Jaime Thompson, program director at People Against Trafficking Humans Coalition of Kentucky, called the effort a step forward, but said law enforcement needs to improve their tactics.

“We still do not value the victims or survivors in the way that law enforcement should approach it with a trauma-informed and sensitive approach. When you have these big raids and publicly posting pet names and pictures, it’s because some of them could be victims themselves. That’s why landlords are being involved in this because they are essential to breaking this cycle,” she said.

Thompson said victims are just going to be put elsewhere if there aren’t effective rehabilitation measures..

“What happens after the raid? There’s a reason we call it an underground labor industry because they bring huge revenues, and that is obviously the traffickers and buyers.
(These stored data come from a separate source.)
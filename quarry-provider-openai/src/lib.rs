#![deny(missing_docs)]
//! OpenAI API backend for quarry-provider.
//!
//! Implements [`quarry_provider::Provider`] against OpenAI's Chat Completions
//! API (`/v1/chat/completions`) and Embeddings API (`/v1/embeddings`).

mod types;

use futures::StreamExt;
use quarry_provider::provider::{Provider, ProviderError, TextDeltaStream};
use quarry_provider::retry::with_retries;
use quarry_provider::types::{
    ContentPart, EmbedRequest, EmbedResponse, GenerateRequest, GenerateResponse, Role, StopReason,
    TokenUsage,
};
use rust_decimal::Decimal;
use std::time::Duration;
use types::*;

const DEFAULT_CHAT_URL: &str = "https://api.openai.com/v1/chat/completions";
const DEFAULT_EMBED_URL: &str = "https://api.openai.com/v1/embeddings";
const DEFAULT_MAX_RETRIES: u32 = 3;
const DEFAULT_RETRY_DELAY: Duration = Duration::from_millis(500);

/// OpenAI API provider.
pub struct OpenAIProvider {
    api_key: String,
    client: reqwest::Client,
    chat_url: String,
    embed_url: String,
    org_id: Option<String>,
    max_retries: u32,
    retry_delay: Duration,
}

impl OpenAIProvider {
    /// Create a new OpenAI provider with the given API key.
    pub fn new(api_key: impl Into<String>) -> Self {
        Self {
            api_key: api_key.into(),
            client: reqwest::Client::new(),
            chat_url: DEFAULT_CHAT_URL.into(),
            embed_url: DEFAULT_EMBED_URL.into(),
            org_id: None,
            max_retries: DEFAULT_MAX_RETRIES,
            retry_delay: DEFAULT_RETRY_DELAY,
        }
    }

    /// Override the number of retries for retryable errors.
    pub fn with_max_retries(mut self, max_retries: u32) -> Self {
        self.max_retries = max_retries;
        self
    }

    /// Override the initial backoff delay, doubled after each retry
    /// unless the backend sends a `Retry-After` hint.
    pub fn with_retry_delay(mut self, retry_delay: Duration) -> Self {
        self.retry_delay = retry_delay;
        self
    }

    /// Override both API URLs to point at a different host (for testing or proxies).
    ///
    /// `base` should not include a trailing slash, e.g. `http://localhost:8080`.
    pub fn with_url(mut self, base: impl Into<String>) -> Self {
        let base = base.into();
        self.chat_url = format!("{base}/v1/chat/completions");
        self.embed_url = format!("{base}/v1/embeddings");
        self
    }

    /// Set the OpenAI-Organization header for multi-org accounts.
    pub fn with_org(mut self, org_id: impl Into<String>) -> Self {
        self.org_id = Some(org_id.into());
        self
    }

    fn build_chat_request(&self, request: &GenerateRequest, stream: bool) -> OpenAIRequest {
        let mut messages: Vec<OpenAIMessage> = Vec::new();

        if let Some(system) = &request.system {
            messages.push(OpenAIMessage {
                role: "system".into(),
                content: system.clone(),
            });
        }

        for m in &request.messages {
            let role = match m.role {
                Role::System => "system",
                Role::User => "user",
                Role::Assistant => "assistant",
            };
            messages.push(OpenAIMessage {
                role: role.into(),
                content: m.text_content(),
            });
        }

        OpenAIRequest {
            model: request.model.clone(),
            messages,
            max_tokens: request.max_tokens,
            temperature: request.temperature,
            top_p: request.top_p,
            frequency_penalty: request.repetition_penalty,
            stream: stream.then_some(true),
        }
    }

    fn parse_chat_response(&self, response: OpenAIResponse) -> Result<GenerateResponse, ProviderError> {
        let choice = response
            .choices
            .into_iter()
            .next()
            .ok_or_else(|| ProviderError::InvalidResponse("no choices in response".into()))?;

        let stop_reason = match choice.finish_reason.as_str() {
            "stop" => StopReason::EndTurn,
            "length" => StopReason::MaxTokens,
            "content_filter" => StopReason::ContentFilter,
            _ => StopReason::EndTurn,
        };

        let usage = TokenUsage {
            input_tokens: response.usage.prompt_tokens,
            output_tokens: response.usage.completion_tokens,
        };

        // gpt-4o-mini pricing: $0.15/MTok input, $0.60/MTok output.
        let input_cost = Decimal::from(usage.input_tokens) * Decimal::new(15, 8);
        let output_cost = Decimal::from(usage.output_tokens) * Decimal::new(60, 8);

        Ok(GenerateResponse {
            content: vec![ContentPart::text(choice.message.content)],
            stop_reason,
            usage,
            model: response.model,
            cost: input_cost + output_cost,
        })
    }
}

impl OpenAIProvider {
    async fn send_generate(&self, request: &GenerateRequest) -> Result<GenerateResponse, ProviderError> {
        let api_request = self.build_chat_request(request, false);

        tracing::debug!(url = %self.chat_url, model = %api_request.model, "sending generate request to OpenAI");

        let mut http_request = self
            .client
            .post(&self.chat_url)
            .header("authorization", format!("Bearer {}", self.api_key))
            .header("content-type", "application/json");
        if let Some(org_id) = &self.org_id {
            http_request = http_request.header("openai-organization", org_id);
        }

        let http_response = http_request
            .json(&api_request)
            .send()
            .await
            .map_err(|e| ProviderError::RequestFailed(e.to_string()))?;

        let status = http_response.status();
        if !status.is_success() {
            let retry_after = parse_retry_after(http_response.headers());
            let body = http_response.text().await.unwrap_or_default();
            return Err(map_status_error(status, body, retry_after));
        }

        let api_response: OpenAIResponse = http_response
            .json()
            .await
            .map_err(|e| ProviderError::InvalidResponse(e.to_string()))?;

        self.parse_chat_response(api_response)
    }
}

impl Provider for OpenAIProvider {
    fn name(&self) -> &str {
        "openai"
    }

    async fn generate(&self, request: GenerateRequest) -> Result<GenerateResponse, ProviderError> {
        with_retries(self.max_retries, self.retry_delay, || self.send_generate(&request)).await
    }

    async fn generate_stream(&self, request: GenerateRequest) -> Result<TextDeltaStream, ProviderError> {
        let api_request = self.build_chat_request(&request, true);

        tracing::debug!(url = %self.chat_url, model = %api_request.model, "sending streaming generate request to OpenAI");

        let mut http_request = self
            .client
            .post(&self.chat_url)
            .header("authorization", format!("Bearer {}", self.api_key))
            .header("content-type", "application/json");
        if let Some(org_id) = &self.org_id {
            http_request = http_request.header("openai-organization", org_id);
        }

        let http_response = http_request
            .json(&api_request)
            .send()
            .await
            .map_err(|e| ProviderError::RequestFailed(e.to_string()))?;

        let status = http_response.status();
        if !status.is_success() {
            let retry_after = parse_retry_after(http_response.headers());
            let body = http_response.text().await.unwrap_or_default();
            return Err(map_status_error(status, body, retry_after));
        }

        let lines = quarry_provider::streaming::line_stream(Box::pin(http_response.bytes_stream()));
        let deltas = lines.filter_map(|line| async move {
            let line = match line {
                Ok(l) => l,
                Err(e) => return Some(Err(e)),
            };
            let line = quarry_provider::streaming::strip_sse_prefix(&line);
            if line.is_empty() || line == "[DONE]" {
                return None;
            }
            match serde_json::from_str::<OpenAIStreamChunk>(line) {
                Ok(chunk) => chunk
                    .choices
                    .into_iter()
                    .next()
                    .and_then(|c| c.delta.content)
                    .map(Ok),
                Err(_) => None,
            }
        });

        Ok(Box::pin(deltas))
    }

    async fn embed(&self, request: EmbedRequest) -> Result<EmbedResponse, ProviderError> {
        let api_request = OpenAIEmbedRequest {
            model: request.model.clone(),
            input: request.input,
        };

        tracing::debug!(url = %self.embed_url, model = %api_request.model, "sending embed request to OpenAI");

        let mut http_request = self
            .client
            .post(&self.embed_url)
            .header("authorization", format!("Bearer {}", self.api_key))
            .header("content-type", "application/json");
        if let Some(org_id) = &self.org_id {
            http_request = http_request.header("openai-organization", org_id);
        }

        let http_response = http_request
            .json(&api_request)
            .send()
            .await
            .map_err(|e| ProviderError::RequestFailed(e.to_string()))?;

        let status = http_response.status();
        if !status.is_success() {
            let retry_after = parse_retry_after(http_response.headers());
            let body = http_response.text().await.unwrap_or_default();
            return Err(map_status_error(status, body, retry_after));
        }

        let api_response: OpenAIEmbedResponse = http_response
            .json()
            .await
            .map_err(|e| ProviderError::InvalidResponse(e.to_string()))?;

        let input_tokens = api_response.usage.prompt_tokens;

        // text-embedding-3-small pricing: $0.02/MTok.
        let cost = Decimal::from(input_tokens) * Decimal::new(2, 8);

        Ok(EmbedResponse {
            embeddings: api_response.data.into_iter().map(|d| d.embedding).collect(),
            model: api_response.model,
            usage: TokenUsage {
                input_tokens,
                output_tokens: 0,
            },
            cost,
        })
    }
}

fn parse_retry_after(headers: &reqwest::header::HeaderMap) -> Option<Duration> {
    headers
        .get("retry-after")
        .and_then(|v| v.to_str().ok())
        .and_then(|s| s.parse::<u64>().ok())
        .map(Duration::from_secs)
}

fn map_status_error(status: reqwest::StatusCode, body: String, retry_after: Option<Duration>) -> ProviderError {
    if status == reqwest::StatusCode::TOO_MANY_REQUESTS {
        return match retry_after {
            Some(wait) => ProviderError::rate_limited_after(body, wait),
            None => ProviderError::rate_limited(body),
        };
    }
    if status == reqwest::StatusCode::UNAUTHORIZED || status == reqwest::StatusCode::FORBIDDEN {
        return ProviderError::AuthFailed(body);
    }
    ProviderError::RequestFailed(format!("HTTP {status}: {body}"))
}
It is a very complicated system to disrupt and it could just pop up elsewhere at another illicit business,” she said.

According to a 2021 report on human trafficking by the state’s Cabinet for Health and Family Services, the state received 312 reports of alleged human trafficking involving 379 alleged child victims.

“This is a 50% increase in reports from the 2020 to 2021 reporting year, and almost 61% increase in the number of victims,” the report stated.

The attorney General’s office lists the following red flags to watch for illicit massage businesses which “may appear to be licensed spa services and conceal that their primary business is sex and labor trafficking.”

  • The permit or license held by the business is for an activity different from the actual business.
  • They have a mostly male clientele.
  • Business prices are below-market to incentivize larger tips to employees.
  • The location may have a guarded entrance.
  • Businesses may have cameras inside and outside and positioned to see entrants rather than for security purposes.
  • The business operates at unusual hours (late at night) compared to nearby businesses.
  • The business storefront is curtained or blocked by dark-tinted windows to obstruct the view inside.
  • The location is kept locked and is opened only when customers are at the door.
  • Employees may be transported to work as a group or may live at the location.

Kentucky has a state association of 15 Children’s Advocacy Centers. These centers help children who are victims of sexual abuse, physical abuse and human trafficking.

National Human Trafficking Hotline: 1-888-373-7888

Kentucky Cabinet for Health and Family Services Hotline: 1-877-KY-SAFE1 (597-2331)

To report suspected child abuse or neglect to the Family and Children’s Place: 1-800-752-6200 (Kentucky), or 1-800-800-5556 (Indiana).